AIM OF THE TASK: Please start at the first line of the records beneath and quote each line exactly, ending with the line containing "gives no count.".

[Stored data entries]
//! Topics command handler.

use std::sync::Arc;

use quotesearch_core::{RecordTable, Result};
use quotesearch_search::VectorSpaceCache;

use crate::types::TopicSummary;

/// Terms reported per topic when the command gives no count.
pub const DEFAULT_TERMS_PER_TOPIC: usize = 10;

/// Top terms of every topic in the cached space.
pub fn topics(
    table: &Arc<RecordTable>,
    cache: &VectorSpaceCache,
    terms_per_topic: usize,
) -> Result<TopicSummary> {
    let space = cache.get_or_fit(table)?;
    Ok(TopicSummary {
        topics: space.top_terms(terms_per_topic),
        explained_variance_ratio: space.projection().explained_variance_ratio(),
    })
}
//! Output enum for command execution results.
//!
//! Every command produces exactly one output variant.

use serde::{Deserialize, Serialize};

use quotesearch_search::{AuthorThemes, CorpusStats};

use crate::types::{SearchHit, TopicSummary};

/// Successful command execution results.
///
/// Each [`Command`](crate::Command) variant maps to exactly one `Output` variant.
///
/// ```text
/// match executor.execute(Command::Stats { top_n: None })? {
///     Output::Stats(stats) => println!("{} quotes", stats.total_records),
///     _ => unreachable!("Stats always returns Stats"),
/// }
/// ```
#[derive(Debug, Clone, PartialEq, Serialize, Deserialize)]
pub enum Output {
    /// Matched records, in result order
    SearchResults(Vec<SearchHit>),

    /// Themes of one author
    AuthorThemes(AuthorThemes),

    /// Corpus statistics
    Stats(CorpusStats),

    /// Topic terms
    Topics(TopicSummary),
}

OUTPUT OF THE EXERCISE:
//! Topics command handler.

use std::sync::Arc;

use quotesearch_core::{RecordTable, Result};
use quotesearch_search::VectorSpaceCache;

use crate::types::TopicSummary;

/// Terms reported per topic when the command gives no count.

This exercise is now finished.